▸ WHAT TO WORK ON: List the lines of this listing that hold the word "close".

________

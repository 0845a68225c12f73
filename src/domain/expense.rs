use chrono::{Datelike, NaiveDate};
use serde::{Deserialize, Serialize};

use super::{Cents, CategoryId};

pub type ExpenseId = i64;

/// Dates are stored as ISO text so that string order equals calendar order.
pub const DATE_FORMAT: &str = "%Y-%m-%d";

/// Years that format as exactly four digits. Outside this range chrono
/// writes a sign or extra digits and text order stops matching date order.
pub const STORABLE_YEARS: std::ops::RangeInclusive<i32> = 1..=9999;

pub fn is_storable_date(date: NaiveDate) -> bool {
    STORABLE_YEARS.contains(&date.year())
}

/// 0001-01-01, the first date that can be stored.
pub fn earliest_storable_date() -> NaiveDate {
    NaiveDate::from_ymd_opt(*STORABLE_YEARS.start(), 1, 1).unwrap_or(NaiveDate::MIN)
}

/// 9999-12-31, the last date that can be stored.
pub fn latest_storable_date() -> NaiveDate {
    NaiveDate::from_ymd_opt(*STORABLE_YEARS.end(), 12, 31).unwrap_or(NaiveDate::MAX)
}

/// One dated transaction, optionally tied to a category.
#[derive(Debug, Clone, PartialEq, Eq, Serialize, Deserialize)]
pub struct Expense {
    pub expense_id: ExpenseId,
    pub date: NaiveDate,
    pub category_id: Option<CategoryId>,
    /// Amount in cents. Rows written by this crate always carry one, but the
    /// column is nullable.
    pub amount: Option<Cents>,
}

/// Partial update of an expense. Only `Some` fields are written.
///
/// A supplied zero amount is still a change: `amount: Some(0)` zeroes the row.
#[derive(Debug, Clone, Default, PartialEq, Eq)]
pub struct ExpenseUpdate {
    pub date: Option<NaiveDate>,
    pub category_id: Option<CategoryId>,
    pub amount: Option<Cents>,
}

impl ExpenseUpdate {
    pub fn new() -> Self {
        Self::default()
    }

    pub fn with_date(mut self, date: NaiveDate) -> Self {
        self.date = Some(date);
        self
    }

    pub fn with_category(mut self, category_id: CategoryId) -> Self {
        self.category_id = Some(category_id);
        self
    }

    pub fn with_amount(mut self, amount: Cents) -> Self {
        self.amount = Some(amount);
        self
    }

    pub fn is_empty(&self) -> bool {
        self.assignments().is_empty()
    }

    /// The column assignments this update performs, in column order.
    pub fn assignments(&self) -> Vec<ColumnValue> {
        let mut values = Vec::with_capacity(3);
        if let Some(date) = self.date {
            values.push(ColumnValue::Date(date));
        }
        if let Some(category_id) = self.category_id {
            values.push(ColumnValue::CategoryId(category_id));
        }
        if let Some(amount) = self.amount {
            values.push(ColumnValue::Amount(amount));
        }
        values
    }
}

/// The writable columns of the `expenses` table.
#[derive(Debug, Clone, Copy, PartialEq, Eq)]
pub enum ExpenseColumn {
    Date,
    CategoryId,
    Amount,
}

impl ExpenseColumn {
    pub fn as_str(&self) -> &'static str {
        match self {
            ExpenseColumn::Date => "date",
            ExpenseColumn::CategoryId => "category_id",
            ExpenseColumn::Amount => "amount",
        }
    }
}

/// A typed value destined for one expense column.
#[derive(Debug, Clone, Copy, PartialEq, Eq)]
pub enum ColumnValue {
    Date(NaiveDate),
    CategoryId(CategoryId),
    Amount(Cents),
}

impl ColumnValue {
    pub fn column(&self) -> ExpenseColumn {
        match self {
            ColumnValue::Date(_) => ExpenseColumn::Date,
            ColumnValue::CategoryId(_) => ExpenseColumn::CategoryId,
            ColumnValue::Amount(_) => ExpenseColumn::Amount,
        }
    }
}

#[cfg(test)]
mod tests {
    use super::*;

    fn date(s: &str) -> NaiveDate {
        NaiveDate::parse_from_str(s, DATE_FORMAT).unwrap()
    }

    #[test]
    fn test_storable_dates_format_as_four_digit_years() {
        assert!(is_storable_date(date("2024-10-11")));
        assert!(is_storable_date(earliest_storable_date()));
        assert!(is_storable_date(latest_storable_date()));
        assert_eq!(earliest_storable_date().format(DATE_FORMAT).to_string(), "0001-01-01");
        assert_eq!(latest_storable_date().format(DATE_FORMAT).to_string(), "9999-12-31");

        let far_future = NaiveDate::from_ymd_opt(10000, 1, 1).unwrap();
        assert!(!is_storable_date(far_future));
        assert!(!is_storable_date(NaiveDate::from_ymd_opt(0, 12, 31).unwrap()));
    }

    #[test]
    fn test_empty_update_has_no_assignments() {
        let update = ExpenseUpdate::new();
        assert!(update.is_empty());
        assert!(update.assignments().is_empty());
    }

    #[test]
    fn test_zero_amount_counts_as_supplied() {
        let update = ExpenseUpdate::new().with_amount(0);
        assert!(!update.is_empty());
        assert_eq!(update.assignments(), vec![ColumnValue::Amount(0)]);
    }

    #[test]
    fn test_assignments_follow_column_order() {
        let update = ExpenseUpdate::new()
            .with_amount(5000)
            .with_date(date("2024-10-20"));

        let columns: Vec<_> = update
            .assignments()
            .iter()
            .map(|value| value.column().as_str())
            .collect();
        assert_eq!(columns, vec!["date", "amount"]);
    }
}
use chrono::NaiveDate;

use crate::domain::{
    Category, CategoryId, Cents, Expense, ExpenseId, ExpenseUpdate, earliest_storable_date,
    is_storable_date, latest_storable_date,
};
use crate::storage::Repository;

use super::{AppError, CategoryTotal, DateRangeReport, SpendingSummary};

/// The ledger store: owns the database handle and exposes the expense
/// operations. This is the primary interface for any client.
pub struct LedgerService {
    repo: Repository,
}

impl LedgerService {
    /// Create a new ledger service with the given repository.
    pub fn new(repo: Repository) -> Self {
        Self { repo }
    }

    /// Open the ledger at the given path, creating the file, tables and
    /// default categories as needed. Running it on an initialized ledger
    /// changes nothing.
    pub async fn init(database_path: &str) -> Result<Self, AppError> {
        let repo = Repository::init(database_path).await?;
        tracing::debug!(database_path, "ledger initialized");
        Ok(Self::new(repo))
    }

    /// Connect to an existing ledger without creating it.
    pub async fn connect(database_path: &str) -> Result<Self, AppError> {
        let repo = Repository::connect(database_path, false).await?;
        Ok(Self::new(repo))
    }

    /// Release the database handle.
    pub async fn close(self) {
        self.repo.close().await;
    }

    // ========================
    // Category operations
    // ========================

    pub async fn list_categories(&self) -> Result<Vec<Category>, AppError> {
        Ok(self.repo.list_categories().await?)
    }

    /// Look up a category by name, ignoring case.
    pub async fn get_category_by_name(&self, name: &str) -> Result<Category, AppError> {
        self.repo
            .list_categories()
            .await?
            .into_iter()
            .find(|c| c.matches_name(name))
            .ok_or_else(|| AppError::CategoryNotFound(name.to_string()))
    }

    fn ensure_storable_date(date: NaiveDate) -> Result<(), AppError> {
        if is_storable_date(date) {
            Ok(())
        } else {
            Err(AppError::DateOutOfRange(date))
        }
    }

    async fn ensure_category_exists(&self, id: CategoryId) -> Result<(), AppError> {
        match self.repo.get_category(id).await? {
            Some(_) => Ok(()),
            None => Err(AppError::UnknownCategoryId(id)),
        }
    }

    // ========================
    // Expense operations
    // ========================

    /// Record a new expense and return its id. The row is committed before
    /// this returns.
    pub async fn record_expense(
        &self,
        date: NaiveDate,
        category_id: Option<CategoryId>,
        amount: Cents,
    ) -> Result<ExpenseId, AppError> {
        Self::ensure_storable_date(date)?;
        if let Some(id) = category_id {
            self.ensure_category_exists(id).await?;
        }

        let expense_id = self.repo.insert_expense(date, category_id, amount).await?;
        tracing::info!(expense_id, %date, ?category_id, amount, "recorded expense");
        Ok(expense_id)
    }

    /// Apply a partial update. Returns the number of rows changed: zero when
    /// no expense has this id or when nothing was supplied.
    pub async fn update_expense(
        &self,
        expense_id: ExpenseId,
        update: ExpenseUpdate,
    ) -> Result<u64, AppError> {
        if update.is_empty() {
            tracing::debug!(expense_id, "empty update, nothing to do");
            return Ok(0);
        }
        if let Some(date) = update.date {
            Self::ensure_storable_date(date)?;
        }
        if let Some(id) = update.category_id {
            self.ensure_category_exists(id).await?;
        }

        let updated = self.repo.update_expense(expense_id, &update).await?;
        if updated == 0 {
            tracing::debug!(expense_id, "update matched no expense");
        } else {
            tracing::info!(expense_id, ?update, "updated expense");
        }
        Ok(updated)
    }

    /// Delete an expense. Deleting an unknown id is not an error; it returns 0.
    pub async fn delete_expense(&self, expense_id: ExpenseId) -> Result<u64, AppError> {
        let deleted = self.repo.delete_expense(expense_id).await?;
        if deleted == 0 {
            tracing::debug!(expense_id, "delete matched no expense");
        } else {
            tracing::info!(expense_id, "deleted expense");
        }
        Ok(deleted)
    }

    pub async fn get_expense(&self, expense_id: ExpenseId) -> Result<Option<Expense>, AppError> {
        Ok(self.repo.get_expense(expense_id).await?)
    }

    pub async fn list_expenses(&self) -> Result<Vec<Expense>, AppError> {
        Ok(self.repo.list_expenses().await?)
    }

    // ========================
    // Reporting
    // ========================

    /// Per-category totals. Only categories with at least one expense appear,
    /// and callers needing a particular order should sort the result.
    pub async fn get_spending_summary(&self) -> Result<Vec<CategoryTotal>, AppError> {
        Ok(self.repo.sum_by_category().await?)
    }

    /// Expenses dated between `start_date` and `end_date`, both inclusive.
    /// An inverted range yields no rows. Bounds beyond the storable years are
    /// clamped, since no stored row can lie outside them.
    pub async fn get_expenses_by_date_range(
        &self,
        start_date: NaiveDate,
        end_date: NaiveDate,
    ) -> Result<Vec<Expense>, AppError> {
        let start = start_date.max(earliest_storable_date());
        let end = end_date.min(latest_storable_date());
        if start > end {
            return Ok(Vec::new());
        }
        Ok(self.repo.list_expenses_between(start, end).await?)
    }

    /// Spending summary with a grand total.
    pub async fn get_summary_report(&self) -> Result<SpendingSummary, AppError> {
        Ok(SpendingSummary::new(self.get_spending_summary().await?))
    }

    /// Date range query with a total, for display and export.
    pub async fn get_date_range_report(
        &self,
        start_date: NaiveDate,
        end_date: NaiveDate,
    ) -> Result<DateRangeReport, AppError> {
        let expenses = self.get_expenses_by_date_range(start_date, end_date).await?;
        Ok(DateRangeReport::new(start_date, end_date, expenses))
    }
}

________

▸ REPLY TO THE TASK:
    pub async fn close(self) {
        self.repo.close().await;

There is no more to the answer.